Saved data entries:
□ □ □ □ □ □ □

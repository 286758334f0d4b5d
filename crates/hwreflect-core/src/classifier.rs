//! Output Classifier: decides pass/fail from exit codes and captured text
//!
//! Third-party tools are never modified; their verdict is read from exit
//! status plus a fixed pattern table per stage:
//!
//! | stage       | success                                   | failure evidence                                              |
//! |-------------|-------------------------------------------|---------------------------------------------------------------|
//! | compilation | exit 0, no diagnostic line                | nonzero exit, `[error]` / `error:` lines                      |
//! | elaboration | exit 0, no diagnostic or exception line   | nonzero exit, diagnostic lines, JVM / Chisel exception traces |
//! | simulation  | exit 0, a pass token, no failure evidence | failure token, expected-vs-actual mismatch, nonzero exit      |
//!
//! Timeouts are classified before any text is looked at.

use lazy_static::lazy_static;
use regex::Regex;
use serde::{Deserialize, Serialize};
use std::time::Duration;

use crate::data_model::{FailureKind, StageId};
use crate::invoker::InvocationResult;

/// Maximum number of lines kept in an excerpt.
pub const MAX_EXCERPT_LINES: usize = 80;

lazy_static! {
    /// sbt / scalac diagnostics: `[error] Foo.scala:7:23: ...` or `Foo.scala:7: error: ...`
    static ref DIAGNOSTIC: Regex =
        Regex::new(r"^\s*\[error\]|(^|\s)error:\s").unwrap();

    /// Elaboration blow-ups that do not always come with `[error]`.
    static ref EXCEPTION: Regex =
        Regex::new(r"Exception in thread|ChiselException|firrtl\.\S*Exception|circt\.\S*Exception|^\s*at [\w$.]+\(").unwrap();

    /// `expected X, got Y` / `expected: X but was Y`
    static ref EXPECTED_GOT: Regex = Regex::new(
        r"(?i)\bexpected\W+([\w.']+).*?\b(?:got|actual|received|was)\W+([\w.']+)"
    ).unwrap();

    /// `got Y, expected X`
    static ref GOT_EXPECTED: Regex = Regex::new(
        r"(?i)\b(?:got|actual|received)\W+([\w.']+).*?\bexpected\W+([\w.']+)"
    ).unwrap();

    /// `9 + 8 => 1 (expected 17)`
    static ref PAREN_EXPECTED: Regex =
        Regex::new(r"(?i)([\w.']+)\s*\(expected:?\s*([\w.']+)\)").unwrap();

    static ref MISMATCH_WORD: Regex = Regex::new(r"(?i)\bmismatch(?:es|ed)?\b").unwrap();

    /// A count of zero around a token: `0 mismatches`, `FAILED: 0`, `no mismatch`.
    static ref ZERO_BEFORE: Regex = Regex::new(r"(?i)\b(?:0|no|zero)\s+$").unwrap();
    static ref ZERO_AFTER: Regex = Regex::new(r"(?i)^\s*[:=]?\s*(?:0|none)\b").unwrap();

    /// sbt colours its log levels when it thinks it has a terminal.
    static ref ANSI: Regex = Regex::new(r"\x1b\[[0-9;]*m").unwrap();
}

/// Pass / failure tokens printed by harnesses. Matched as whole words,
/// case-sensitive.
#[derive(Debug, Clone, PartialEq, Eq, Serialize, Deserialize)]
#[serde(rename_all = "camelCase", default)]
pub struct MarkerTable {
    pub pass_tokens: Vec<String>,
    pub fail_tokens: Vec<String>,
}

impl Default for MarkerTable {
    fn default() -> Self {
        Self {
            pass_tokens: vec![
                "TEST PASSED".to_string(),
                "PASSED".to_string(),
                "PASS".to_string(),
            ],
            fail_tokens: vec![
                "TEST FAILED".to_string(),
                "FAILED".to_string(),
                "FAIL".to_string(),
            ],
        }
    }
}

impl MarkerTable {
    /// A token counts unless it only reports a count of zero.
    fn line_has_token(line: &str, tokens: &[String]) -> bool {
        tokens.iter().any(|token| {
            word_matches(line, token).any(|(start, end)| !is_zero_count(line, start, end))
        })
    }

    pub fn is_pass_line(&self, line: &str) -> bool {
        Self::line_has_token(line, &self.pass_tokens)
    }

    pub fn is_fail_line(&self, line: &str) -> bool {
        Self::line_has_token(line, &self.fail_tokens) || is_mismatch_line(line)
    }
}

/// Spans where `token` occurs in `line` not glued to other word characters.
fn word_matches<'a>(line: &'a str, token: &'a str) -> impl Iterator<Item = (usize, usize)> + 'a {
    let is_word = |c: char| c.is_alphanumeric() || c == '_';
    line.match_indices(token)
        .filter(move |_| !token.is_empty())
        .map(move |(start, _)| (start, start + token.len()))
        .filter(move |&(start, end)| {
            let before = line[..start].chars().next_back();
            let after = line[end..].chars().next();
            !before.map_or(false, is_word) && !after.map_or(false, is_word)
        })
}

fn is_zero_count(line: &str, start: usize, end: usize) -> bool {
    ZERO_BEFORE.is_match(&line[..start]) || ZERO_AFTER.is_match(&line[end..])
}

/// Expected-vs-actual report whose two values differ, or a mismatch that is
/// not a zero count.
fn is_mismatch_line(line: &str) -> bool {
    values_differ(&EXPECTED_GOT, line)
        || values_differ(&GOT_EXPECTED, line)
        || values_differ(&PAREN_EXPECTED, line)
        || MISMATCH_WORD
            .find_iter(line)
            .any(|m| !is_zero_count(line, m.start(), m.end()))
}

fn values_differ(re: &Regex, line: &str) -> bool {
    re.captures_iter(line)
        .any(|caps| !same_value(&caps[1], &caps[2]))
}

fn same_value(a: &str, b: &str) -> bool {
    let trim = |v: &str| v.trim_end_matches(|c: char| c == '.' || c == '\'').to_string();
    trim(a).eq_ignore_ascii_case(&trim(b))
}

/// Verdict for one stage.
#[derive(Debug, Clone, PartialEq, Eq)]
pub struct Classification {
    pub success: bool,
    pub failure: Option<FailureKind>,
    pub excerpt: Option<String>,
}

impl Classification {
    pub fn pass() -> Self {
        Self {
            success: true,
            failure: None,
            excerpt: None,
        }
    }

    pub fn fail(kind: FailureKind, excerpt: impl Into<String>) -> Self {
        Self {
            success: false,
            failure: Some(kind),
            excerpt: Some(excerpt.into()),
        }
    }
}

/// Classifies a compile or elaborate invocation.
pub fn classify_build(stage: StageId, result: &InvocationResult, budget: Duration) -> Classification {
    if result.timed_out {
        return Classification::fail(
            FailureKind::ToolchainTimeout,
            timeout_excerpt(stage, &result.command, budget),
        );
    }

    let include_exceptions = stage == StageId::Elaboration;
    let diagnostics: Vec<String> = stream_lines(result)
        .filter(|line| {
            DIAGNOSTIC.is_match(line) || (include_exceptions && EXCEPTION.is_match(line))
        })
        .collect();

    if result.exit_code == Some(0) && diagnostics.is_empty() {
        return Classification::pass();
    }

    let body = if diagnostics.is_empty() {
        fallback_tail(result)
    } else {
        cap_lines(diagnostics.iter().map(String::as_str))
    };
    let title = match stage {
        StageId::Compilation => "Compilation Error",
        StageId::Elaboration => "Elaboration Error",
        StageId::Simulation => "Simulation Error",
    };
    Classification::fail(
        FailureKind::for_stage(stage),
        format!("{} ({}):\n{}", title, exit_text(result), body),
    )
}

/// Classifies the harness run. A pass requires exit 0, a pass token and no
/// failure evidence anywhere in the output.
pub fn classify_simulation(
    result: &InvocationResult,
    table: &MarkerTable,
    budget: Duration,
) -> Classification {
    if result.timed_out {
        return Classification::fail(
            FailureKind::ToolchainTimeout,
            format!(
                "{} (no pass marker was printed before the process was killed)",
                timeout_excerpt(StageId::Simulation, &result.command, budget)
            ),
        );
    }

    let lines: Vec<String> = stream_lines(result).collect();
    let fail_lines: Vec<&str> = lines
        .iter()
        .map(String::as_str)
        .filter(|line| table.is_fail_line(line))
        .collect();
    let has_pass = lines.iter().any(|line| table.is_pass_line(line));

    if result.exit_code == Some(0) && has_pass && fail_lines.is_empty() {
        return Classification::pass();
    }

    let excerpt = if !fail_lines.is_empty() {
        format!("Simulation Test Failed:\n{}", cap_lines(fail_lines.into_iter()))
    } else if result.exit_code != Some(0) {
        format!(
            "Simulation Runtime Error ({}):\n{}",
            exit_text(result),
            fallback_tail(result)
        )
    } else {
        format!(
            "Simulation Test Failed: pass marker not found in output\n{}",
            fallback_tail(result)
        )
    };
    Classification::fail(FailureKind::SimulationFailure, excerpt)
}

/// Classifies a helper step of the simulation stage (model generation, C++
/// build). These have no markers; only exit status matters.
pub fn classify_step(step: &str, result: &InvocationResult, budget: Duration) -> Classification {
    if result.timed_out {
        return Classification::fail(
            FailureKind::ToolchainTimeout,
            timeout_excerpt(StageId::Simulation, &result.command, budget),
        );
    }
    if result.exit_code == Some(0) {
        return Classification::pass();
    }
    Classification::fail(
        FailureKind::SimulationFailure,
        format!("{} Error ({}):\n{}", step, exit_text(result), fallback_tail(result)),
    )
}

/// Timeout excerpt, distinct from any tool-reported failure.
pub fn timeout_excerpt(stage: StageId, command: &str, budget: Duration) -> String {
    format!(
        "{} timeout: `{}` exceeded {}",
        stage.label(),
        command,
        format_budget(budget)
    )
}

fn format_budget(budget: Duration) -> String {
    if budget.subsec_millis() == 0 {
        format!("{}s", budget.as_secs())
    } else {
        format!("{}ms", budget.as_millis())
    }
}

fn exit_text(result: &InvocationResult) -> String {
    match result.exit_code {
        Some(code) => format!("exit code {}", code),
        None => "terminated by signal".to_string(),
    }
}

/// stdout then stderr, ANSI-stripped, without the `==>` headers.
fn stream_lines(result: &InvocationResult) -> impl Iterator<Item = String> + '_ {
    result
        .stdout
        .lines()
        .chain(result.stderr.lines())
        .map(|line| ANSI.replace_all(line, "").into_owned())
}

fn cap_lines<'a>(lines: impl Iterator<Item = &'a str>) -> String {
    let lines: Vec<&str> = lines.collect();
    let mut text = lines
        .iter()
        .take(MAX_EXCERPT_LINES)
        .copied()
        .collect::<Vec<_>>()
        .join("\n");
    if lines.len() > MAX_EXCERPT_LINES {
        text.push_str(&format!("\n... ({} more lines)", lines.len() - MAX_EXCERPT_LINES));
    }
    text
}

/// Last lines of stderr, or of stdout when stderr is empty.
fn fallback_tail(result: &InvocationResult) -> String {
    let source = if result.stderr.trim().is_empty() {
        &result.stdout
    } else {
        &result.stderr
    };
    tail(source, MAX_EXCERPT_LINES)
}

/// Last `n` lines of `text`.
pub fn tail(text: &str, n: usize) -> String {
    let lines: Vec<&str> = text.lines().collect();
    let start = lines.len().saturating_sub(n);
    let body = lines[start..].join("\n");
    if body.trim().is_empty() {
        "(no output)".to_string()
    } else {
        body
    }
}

□ □ □ □ □ □ □

Try it:
For the lines above, output exactly those from the line containing "static ref PAREN_EXPECTED: Regex" through the line containing "fn word_matches<'a>(line: &'a", and skip the others.

Reply:
    static ref PAREN_EXPECTED: Regex =
        Regex::new(r"(?i)([\w.']+)\s*\(expected:?\s*([\w.']+)\)").unwrap();

    static ref MISMATCH_WORD: Regex = Regex::new(r"(?i)\bmismatch(?:es|ed)?\b").unwrap();

    /// A count of zero around a token: `0 mismatches`, `FAILED: 0`, `no mismatch`.
    static ref ZERO_BEFORE: Regex = Regex::new(r"(?i)\b(?:0|no|zero)\s+$").unwrap();
    static ref ZERO_AFTER: Regex = Regex::new(r"(?i)^\s*[:=]?\s*(?:0|none)\b").unwrap();

    /// sbt colours its log levels when it thinks it has a terminal.
    static ref ANSI: Regex = Regex::new(r"\x1b\[[0-9;]*m").unwrap();
}

/// Pass / failure tokens printed by harnesses. Matched as whole words,
/// case-sensitive.
#[derive(Debug, Clone, PartialEq, Eq, Serialize, Deserialize)]
#[serde(rename_all = "camelCase", default)]
pub struct MarkerTable {
    pub pass_tokens: Vec<String>,
    pub fail_tokens: Vec<String>,
}

impl Default for MarkerTable {
    fn default() -> Self {
        Self {
            pass_tokens: vec![
                "TEST PASSED".to_string(),
                "PASSED".to_string(),
                "PASS".to_string(),
            ],
            fail_tokens: vec![
                "TEST FAILED".to_string(),
                "FAILED".to_string(),
                "FAIL".to_string(),
            ],
        }
    }
}

impl MarkerTable {
    /// A token counts unless it only reports a count of zero.
    fn line_has_token(line: &str, tokens: &[String]) -> bool {
        tokens.iter().any(|token| {
            word_matches(line, token).any(|(start, end)| !is_zero_count(line, start, end))
        })
    }

    pub fn is_pass_line(&self, line: &str) -> bool {
        Self::line_has_token(line, &self.pass_tokens)
    }

    pub fn is_fail_line(&self, line: &str) -> bool {
        Self::line_has_token(line, &self.fail_tokens) || is_mismatch_line(line)
    }
}

/// Spans where `token` occurs in `line` not glued to other word characters.
fn word_matches<'a>(line: &'a str, token: &'a str) -> impl Iterator<Item = (usize, usize)> + 'a {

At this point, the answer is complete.